(Data items)
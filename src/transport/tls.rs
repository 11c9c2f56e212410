use std::sync::{Arc, OnceLock};
use std::time::Duration;

use anyhow::{Context, Result, anyhow};
use quinn::crypto::rustls::{QuicClientConfig, QuicServerConfig};
use rustls::client::danger::{ServerCertVerified, ServerCertVerifier};
use rustls::pki_types::{CertificateDer, PrivatePkcs8KeyDer, ServerName};
use rustls::server::danger::{ClientCertVerified, ClientCertVerifier};
use sha2::{Digest, Sha256};
use tokio::sync::broadcast;
use x509_parser::prelude::*;

use crate::identity::QuicCertificate;
use crate::message::Envelope;

const ALPN: &[u8] = b"discoro/1";

static CRYPTO_PROVIDER: OnceLock<()> = OnceLock::new();

fn ensure_crypto_provider() {
    CRYPTO_PROVIDER.get_or_init(|| {
        rustls::crypto::ring::default_provider()
            .install_default()
            .ok();
    });
}

/// Build a QUIC endpoint for scheduler/server/client wire traffic.
///
/// discoro nodes are not expected to know each other's public keys ahead of
/// time: any node can bootstrap to
/// any scheduler that the operator pointed it at. Trust is established at
/// the application layer (the optional `--secret` shared-secret handshake
/// in the bootstrap protocol), so the certificate verifier here accepts any
/// well-formed Ed25519 cert rather than pinning against a known-peers table.
pub(crate) fn build_endpoint(
    bind_addr: std::net::SocketAddr,
    cert: &QuicCertificate,
    keepalive: Duration,
    idle_timeout: Duration,
) -> Result<(quinn::Endpoint, broadcast::Sender<Arc<Envelope>>)> {
    ensure_crypto_provider();

    let cert_chain = vec![CertificateDer::from(cert.cert_der.clone())];
    let private_key = PrivatePkcs8KeyDer::from(cert.key_der.clone());

    let mut rustls_server = rustls::ServerConfig::builder()
        .with_no_client_auth()
        .with_single_cert(cert_chain.clone(), private_key.clone_key().into())
        .context("failed to build rustls server config")?;
    rustls_server.alpn_protocols = vec![ALPN.to_vec()];
    rustls_server.max_early_data_size = 0;

    let quic_server_config = QuicServerConfig::try_from(rustls_server)
        .context("failed to build QUIC server config from rustls")?;
    let mut server_config = quinn::ServerConfig::with_crypto(Arc::new(quic_server_config));

    let transport_config = Arc::new({
        let mut config = quinn::TransportConfig::default();
        config.keep_alive_interval(Some(keepalive));
        config.max_concurrent_bidi_streams(16u32.into());
        config.max_concurrent_uni_streams(16u32.into());
        if let Ok(idle) = quinn::IdleTimeout::try_from(idle_timeout) {
            config.max_idle_timeout(Some(idle));
        }
        config
    });
    server_config.transport = transport_config.clone();

    let mut endpoint = quinn::Endpoint::server(server_config, bind_addr)
        .with_context(|| format!("failed to bind QUIC endpoint on {bind_addr}"))?;

    let mut rustls_client = rustls::ClientConfig::builder()
        .dangerous()
        .with_custom_certificate_verifier(Arc::new(AcceptAnyServerCert))
        .with_no_client_auth();
    rustls_client.alpn_protocols = vec![ALPN.to_vec()];
    rustls_client.enable_early_data = false;

    let quic_client_config = QuicClientConfig::try_from(rustls_client)
        .context("failed to build QUIC client config from rustls")?;
    let mut client_config = quinn::ClientConfig::new(Arc::new(quic_client_config));
    client_config.transport_config(transport_config);
    endpoint.set_default_client_config(client_config);

    let (inbound_tx, _) = broadcast::channel(512);
    Ok((endpoint, inbound_tx))
}

/// Accepts any server certificate: discoro's trust boundary is the
/// application-level shared secret, not certificate identity.
#[derive(Debug)]
struct AcceptAnyServerCert;

impl ServerCertVerifier for AcceptAnyServerCert {
    fn verify_server_cert(
        &self,
        _end_entity: &CertificateDer<'_>,
        _intermediates: &[CertificateDer<'_>],
        _server_name: &ServerName<'_>,
        _ocsp_response: &[u8],
        _now: rustls::pki_types::UnixTime,
    ) -> std::result::Result<ServerCertVerified, rustls::Error> {
        Ok(ServerCertVerified::assertion())
    }

    fn verify_tls12_signature(
        &self,
        _message: &[u8],
        _cert: &CertificateDer<'_>,
        _dss: &rustls::DigitallySignedStruct,
    ) -> std::result::Result<rustls::client::danger::HandshakeSignatureValid, rustls::Error> {
        Err(rustls::Error::General("TLS 1.2 not supported".to_string()))
    }

    fn verify_tls13_signature(
        &self,
        message: &[u8],
        cert: &CertificateDer<'_>,
        dss: &rustls::DigitallySignedStruct,
    ) -> std::result::Result<rustls::client::danger::HandshakeSignatureValid, rustls::Error> {
        rustls::crypto::verify_tls13_signature(
            message,
            cert,
            dss,
            &rustls::crypto::ring::default_provider().signature_verification_algorithms,
        )
    }

    fn supported_verify_schemes(&self) -> Vec<rustls::SignatureScheme> {
        rustls::crypto::ring::default_provider()
            .signature_verification_algorithms
            .supported_schemes()
    }
}

// kept `#[allow(dead_code)]`-free: `ClientCertVerifier` is unused while
// `with_no_client_auth()` is in effect, but retained as a hook point if a
// future deployment wants mutual TLS on top of the shared secret.
#[allow(dead_code)]
#[derive(Debug)]
struct RejectAllClientCerts;

impl ClientCertVerifier for RejectAllClientCerts {
    fn offer_client_auth(&self) -> bool {
        false
    }

    fn root_hint_subjects(&self) -> &[rustls::DistinguishedName] {
        &[]
    }

    fn verify_client_cert(
        &self,
        _end_entity: &CertificateDer<'_>,
        _intermediates: &[CertificateDer<'_>],
        _now: rustls::pki_types::UnixTime,
    ) -> std::result::Result<ClientCertVerified, rustls::Error> {
        Err(rustls::Error::General(
            "client certificates are not accepted".to_string(),
        ))
    }

    fn verify_tls12_signature(
        &self,
        _message: &[u8],
        _cert: &CertificateDer<'_>,
        _dss: &rustls::DigitallySignedStruct,
    ) -> std::result::Result<rustls::client::danger::HandshakeSignatureValid, rustls::Error> {
        Err(rustls::Error::General("TLS 1.2 not supported".to_string()))
    }

    fn verify_tls13_signature(
        &self,
        _message: &[u8],
        _cert: &CertificateDer<'_>,
        _dss: &rustls::DigitallySignedStruct,
    ) -> std::result::Result<rustls::client::danger::HandshakeSignatureValid, rustls::Error> {
        Err(rustls::Error::General("TLS 1.2 not supported".to_string()))
    }

    fn supported_verify_schemes(&self) -> Vec<rustls::SignatureScheme> {
        vec![]
    }
}

// ---------------------------------------------------------------------------
// Certificate helpers
// ---------------------------------------------------------------------------

pub fn extract_ed25519_pubkey_from_cert_der(cert_der: &[u8]) -> Result<[u8; 32]> {
    let (_remaining, cert) = parse_x509_certificate(cert_der)
        .map_err(|err| anyhow!("failed to parse certificate DER: {err}"))?;

    let key = cert.public_key().subject_public_key.data.as_ref();
    if key.len() != 32 {
        return Err(anyhow!(
            "unexpected public key length {}; expected 32 bytes Ed25519",
            key.len()
        ));
    }

    let mut out = [0u8; 32];
    out.copy_from_slice(key);
    Ok(out)
}

pub(crate) fn derive_agent_id_from_pubkey_bytes(pubkey: &[u8]) -> String {
    let digest = Sha256::digest(pubkey);
    let hex: String = digest[..16].iter().map(|b| format!("{b:02x}")).collect();
    format!("node.{hex}")
}

#[cfg(test)]
#[path = "tls_tests.rs"]
mod tests;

ACTION ITEM:
Returned text must match every record word for word.

ANSWER TO THIS TASK:
filename src/transport/tls.rs
repository 11c9c2f56e212410
use std::sync::{Arc, OnceLock};
use std::time::Duration;

use anyhow::{Context, Result, anyhow};
use quinn::crypto::rustls::{QuicClientConfig, QuicServerConfig};
use rustls::client::danger::{ServerCertVerified, ServerCertVerifier};
use rustls::pki_types::{CertificateDer, PrivatePkcs8KeyDer, ServerName};
use rustls::server::danger::{ClientCertVerified, ClientCertVerifier};
use sha2::{Digest, Sha256};
use tokio::sync::broadcast;
use x509_parser::prelude::*;

use crate::identity::QuicCertificate;
use crate::message::Envelope;

const ALPN: &[u8] = b"discoro/1";

static CRYPTO_PROVIDER: OnceLock<()> = OnceLock::new();

fn ensure_crypto_provider() {
    CRYPTO_PROVIDER.get_or_init(|| {
        rustls::crypto::ring::default_provider()
            .install_default()
            .ok();
    });
}

/// Build a QUIC endpoint for scheduler/server/client wire traffic.
///
/// discoro nodes are not expected to know each other's public keys ahead of
/// time: any node can bootstrap to
/// any scheduler that the operator pointed it at. Trust is established at
/// the application layer (the optional `--secret` shared-secret handshake
/// in the bootstrap protocol), so the certificate verifier here accepts any
/// well-formed Ed25519 cert rather than pinning against a known-peers table.
pub(crate) fn build_endpoint(
    bind_addr: std::net::SocketAddr,
    cert: &QuicCertificate,
    keepalive: Duration,
    idle_timeout: Duration,
) -> Result<(quinn::Endpoint, broadcast::Sender<Arc<Envelope>>)> {
    ensure_crypto_provider();

    let cert_chain = vec![CertificateDer::from(cert.cert_der.clone())];
    let private_key = PrivatePkcs8KeyDer::from(cert.key_der.clone());

    let mut rustls_server = rustls::ServerConfig::builder()
        .with_no_client_auth()
        .with_single_cert(cert_chain.clone(), private_key.clone_key().into())
        .context("failed to build rustls server config")?;
    rustls_server.alpn_protocols = vec![ALPN.to_vec()];
    rustls_server.max_early_data_size = 0;

    let quic_server_config = QuicServerConfig::try_from(rustls_server)
        .context("failed to build QUIC server config from rustls")?;
    let mut server_config = quinn::ServerConfig::with_crypto(Arc::new(quic_server_config));

    let transport_config = Arc::new({
        let mut config = quinn::TransportConfig::default();
        config.keep_alive_interval(Some(keepalive));
        config.max_concurrent_bidi_streams(16u32.into());
        config.max_concurrent_uni_streams(16u32.into());
        if let Ok(idle) = quinn::IdleTimeout::try_from(idle_timeout) {
            config.max_idle_timeout(Some(idle));
        }
        config
    });
    server_config.transport = transport_config.clone();

    let mut endpoint = quinn::Endpoint::server(server_config, bind_addr)
        .with_context(|| format!("failed to bind QUIC endpoint on {bind_addr}"))?;

    let mut rustls_client = rustls::ClientConfig::builder()
        .dangerous()
        .with_custom_certificate_verifier(Arc::new(AcceptAnyServerCert))
        .with_no_client_auth();
    rustls_client.alpn_protocols = vec![ALPN.to_vec()];
    rustls_client.enable_early_data = false;

    let quic_client_config = QuicClientConfig::try_from(rustls_client)
        .context("failed to build QUIC client config from rustls")?;
    let mut client_config = quinn::ClientConfig::new(Arc::new(quic_client_config));
    client_config.transport_config(transport_config);
    endpoint.set_default_client_config(client_config);

    let (inbound_tx, _) = broadcast::channel(512);
    Ok((endpoint, inbound_tx))
}

/// Accepts any server certificate: discoro's trust boundary is the
/// application-level shared secret, not certificate identity.
#[derive(Debug)]
struct AcceptAnyServerCert;

impl ServerCertVerifier for AcceptAnyServerCert {
    fn verify_server_cert(
        &self,
        _end_entity: &CertificateDer<'_>,
        _intermediates: &[CertificateDer<'_>],
        _server_name: &ServerName<'_>,
        _ocsp_response: &[u8],
        _now: rustls::pki_types::UnixTime,
    ) -> std::result::Result<ServerCertVerified, rustls::Error> {
        Ok(ServerCertVerified::assertion())
    }

    fn verify_tls12_signature(
        &self,
        _message: &[u8],
        _cert: &CertificateDer<'_>,
        _dss: &rustls::DigitallySignedStruct,
    ) -> std::result::Result<rustls::client::danger::HandshakeSignatureValid, rustls::Error> {
        Err(rustls::Error::General("TLS 1.2 not supported".to_string()))
    }

    fn verify_tls13_signature(
        &self,
        message: &[u8],
        cert: &CertificateDer<'_>,
        dss: &rustls::DigitallySignedStruct,
    ) -> std::result::Result<rustls::client::danger::HandshakeSignatureValid, rustls::Error> {
        rustls::crypto::verify_tls13_signature(
            message,
            cert,
            dss,
            &rustls::crypto::ring::default_provider().signature_verification_algorithms,
        )
    }

    fn supported_verify_schemes(&self) -> Vec<rustls::SignatureScheme> {
        rustls::crypto::ring::default_provider()
            .signature_verification_algorithms
            .supported_schemes()
    }
}

// kept `#[allow(dead_code)]`-free: `ClientCertVerifier` is unused while
// `with_no_client_auth()` is in effect, but retained as a hook point if a
// future deployment wants mutual TLS on top of the shared secret.
#[allow(dead_code)]
#[derive(Debug)]
struct RejectAllClientCerts;

impl ClientCertVerifier for RejectAllClientCerts {
    fn offer_client_auth(&self) -> bool {
        false
    }

    fn root_hint_subjects(&self) -> &[rustls::DistinguishedName] {
        &[]
    }

    fn verify_client_cert(
        &self,
        _end_entity: &CertificateDer<'_>,
        _intermediates: &[CertificateDer<'_>],
        _now: rustls::pki_types::UnixTime,
    ) -> std::result::Result<ClientCertVerified, rustls::Error> {
        Err(rustls::Error::General(
            "client certificates are not accepted".to_string(),
        ))
    }

    fn verify_tls12_signature(
        &self,
        _message: &[u8],
        _cert: &CertificateDer<'_>,
        _dss: &rustls::DigitallySignedStruct,
    ) -> std::result::Result<rustls::client::danger::HandshakeSignatureValid, rustls::Error> {
        Err(rustls::Error::General("TLS 1.2 not supported".to_string()))
    }

    fn verify_tls13_signature(
        &self,
        _message: &[u8],
        _cert: &CertificateDer<'_>,
        _dss: &rustls::DigitallySignedStruct,
    ) -> std::result::Result<rustls::client::danger::HandshakeSignatureValid, rustls::Error> {
        Err(rustls::Error::General("TLS 1.2 not supported".to_string()))
    }

    fn supported_verify_schemes(&self) -> Vec<rustls::SignatureScheme> {
        vec![]
    }
}

// ---------------------------------------------------------------------------
// Certificate helpers
// ---------------------------------------------------------------------------

pub fn extract_ed25519_pubkey_from_cert_der(cert_der: &[u8]) -> Result<[u8; 32]> {
    let (_remaining, cert) = parse_x509_certificate(cert_der)
        .map_err(|err| anyhow!("failed to parse certificate DER: {err}"))?;

    let key = cert.public_key().subject_public_key.data.as_ref();
    if key.len() != 32 {
        return Err(anyhow!(
            "unexpected public key length {}; expected 32 bytes Ed25519",
            key.len()
        ));
    }

    let mut out = [0u8; 32];
    out.copy_from_slice(key);
    Ok(out)
}

pub(crate) fn derive_agent_id_from_pubkey_bytes(pubkey: &[u8]) -> String {
    let digest = Sha256::digest(pubkey);
    let hex: String = digest[..16].iter().map(|b| format!("{b:02x}")).collect();
    format!("node.{hex}")
}

#[cfg(test)]
#[path = "tls_tests.rs"]
mod tests;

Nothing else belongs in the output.